The purpose of this archival site is to make further research possible. By transcribing manuscript documents to make them searchable, organizing geographical and biographical data, and making everything publicly accessible, the Woman’s Literary Club of Baltimore Archive is just a starting point for research on women in Baltimore, female authorship, and turn of the century American literary history. This page collects research projects completed by project team members.

Where They Lived

Mapping icon

Based on dues records and membership notebooks, this map created by Clara Love shows the flourishing of Baltimore literary culture in the area northwest of the city center at the turn of the century, as well as growing networks of female authorship developed over the course of the Club’s first three decades in existence.

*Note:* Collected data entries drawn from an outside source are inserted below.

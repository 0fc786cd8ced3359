//! Video post-processing through ffmpeg and ffprobe.
//!
//! - `probe`: property detection (size, rate, frame count, codec)
//! - `caption`: prompt burn-in with `drawtext` to an MPEG-4 intermediate
//! - `transcode`: final H.264 encode
//!
//! Every stage checks its output against its input's geometry.

mod caption;
mod error;
mod ffmpeg;
mod probe;
mod transcode;

pub use caption::{burn_caption, drawtext_filter, escape_filter_value, CaptionStyle};
pub use error::{MediaError, MediaResult};
pub use ffmpeg::MediaTools;
pub use probe::{detect_properties, parse_ffprobe_json, parse_fps_fraction, VideoProperties};
pub use transcode::{intermediate_path, transcode_h264, INTERMEDIATE_SUFFIX};
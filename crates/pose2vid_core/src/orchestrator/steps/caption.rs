//! Caption step - burns the prompt into the raw video.

use std::fs;

use crate::media::{burn_caption, intermediate_path};
use crate::orchestrator::errors::{StepError, StepResult};
use crate::orchestrator::step::PipelineStep;
use crate::orchestrator::types::{CaptionOutput, Context, PromptState, StepOutcome};

pub struct CaptionStep;

impl CaptionStep {
    pub fn new() -> Self {
        Self
    }
}

impl Default for CaptionStep {
    fn default() -> Self {
        Self::new()
    }
}

impl PipelineStep for CaptionStep {
    fn name(&self) -> &str {
        "Caption"
    }

    fn description(&self) -> &str {
        "Burn prompt caption into video"
    }

    fn validate_input(&self, _ctx: &Context) -> StepResult<()> {
        Ok(())
    }

    fn execute(&self, ctx: &Context, state: &mut PromptState) -> StepResult<StepOutcome> {
        let settings = &ctx.config().caption;
        if !settings.enabled {
            return Ok(StepOutcome::Skipped("captions disabled".to_string()));
        }

        let raw = state
            .generate
            .as_ref()
            .map(|g| g.raw_path.clone())
            .ok_or_else(|| StepError::precondition_failed("Generate has not run"))?;
        let captioned = intermediate_path(&raw);

        let properties = burn_caption(
            &ctx.resources.tools,
            &raw,
            &captioned,
            &ctx.prompt.text,
            &ctx.resources.caption_style,
        )?;

        let raw_removed = if settings.keep_raw {
            false
        } else {
            fs::remove_file(&raw).map_err(|e| StepError::io_error("removing raw video", e))?;
            true
        };

        ctx.logger
            .info(&format!("Captioned: {} ({})", captioned.display(), properties));

        state.caption = Some(CaptionOutput {
            captioned_path: captioned,
            properties,
            raw_removed,
        });

        Ok(StepOutcome::Success)
    }

    fn validate_output(&self, _ctx: &Context, state: &PromptState) -> StepResult<()> {
        let caption = state
            .caption
            .as_ref()
            .ok_or_else(|| StepError::invalid_output("Caption results not recorded"))?;

        if !caption.captioned_path.is_file() {
            return Err(StepError::invalid_output(format!(
                "Captioned video not created: {}",
                caption.captioned_path.display()
            )));
        }
        if let Some(generated) = &state.generate {
            if caption.raw_removed && generated.raw_path.exists() {
                return Err(StepError::invalid_output(format!(
                    "Raw video still present: {}",
                    generated.raw_path.display()
                )));
            }
        }
        Ok(())
    }
}

#[cfg(test)]
mod tests {
    use super::*;
    use crate::orchestrator::test_support::TestRun;

    #[test]
    fn disabled_captions_skip() {
        let run = TestRun::configure(|config| config.caption.enabled = false);
        let ctx = run.context(0, "a dancer");

        let outcome = CaptionStep::new()
            .execute(&ctx, &mut PromptState::new(0))
            .unwrap();
        assert!(matches!(outcome, StepOutcome::Skipped(_)));
    }

    #[test]
    fn requires_generated_video() {
        let run = TestRun::new();
        let ctx = run.context(0, "a dancer");

        let err = CaptionStep::new()
            .execute(&ctx, &mut PromptState::new(0))
            .unwrap_err();
        assert!(matches!(err, StepError::PreconditionFailed(_)));
    }
}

Katharine Pearson Woods, Metzerott, Shoemaker, and the Woman’s Literary Club of Baltimore

Katharine Pearson Woods

Katharine Pearson Woods was a notable member of the Club whose works touched on areas such as: socialism, labor, immigration, religion, and more. This project includes an annotated edition of Woods’s first novel, Metzerott, Shoemaker (1889), an online exhibit about Woods, additional resources for understanding Woods’ work, and resources documenting the reception of Metzerott.

Reading a Program

12th Night program

The WLCB printed programs for every one of their weekly meetings, which provide a succinct key to the planned events–if you know how to read them. This exhibit created by Clara Love takes you through a program from one of their most notable annual traditions–the WLCB’s Twelfth Night Celebration, held each year to celebrate the Epiphany– to provide a snapshot of what a meeting may have looked and sounded like.

Pedagogical Resources

screenshot of lesson plan

The Woman’s Literary Club of Baltimore Archive strives to make scholarship recovering the works and lives of Club members and the historical resources they created accessible to a wider audience. To meet that goal, the project team has created two lesson plans that can be used to explore areas critical to understanding the project: data visualizations and the research that underpins them as well as the often difficult process of finding information about Club members.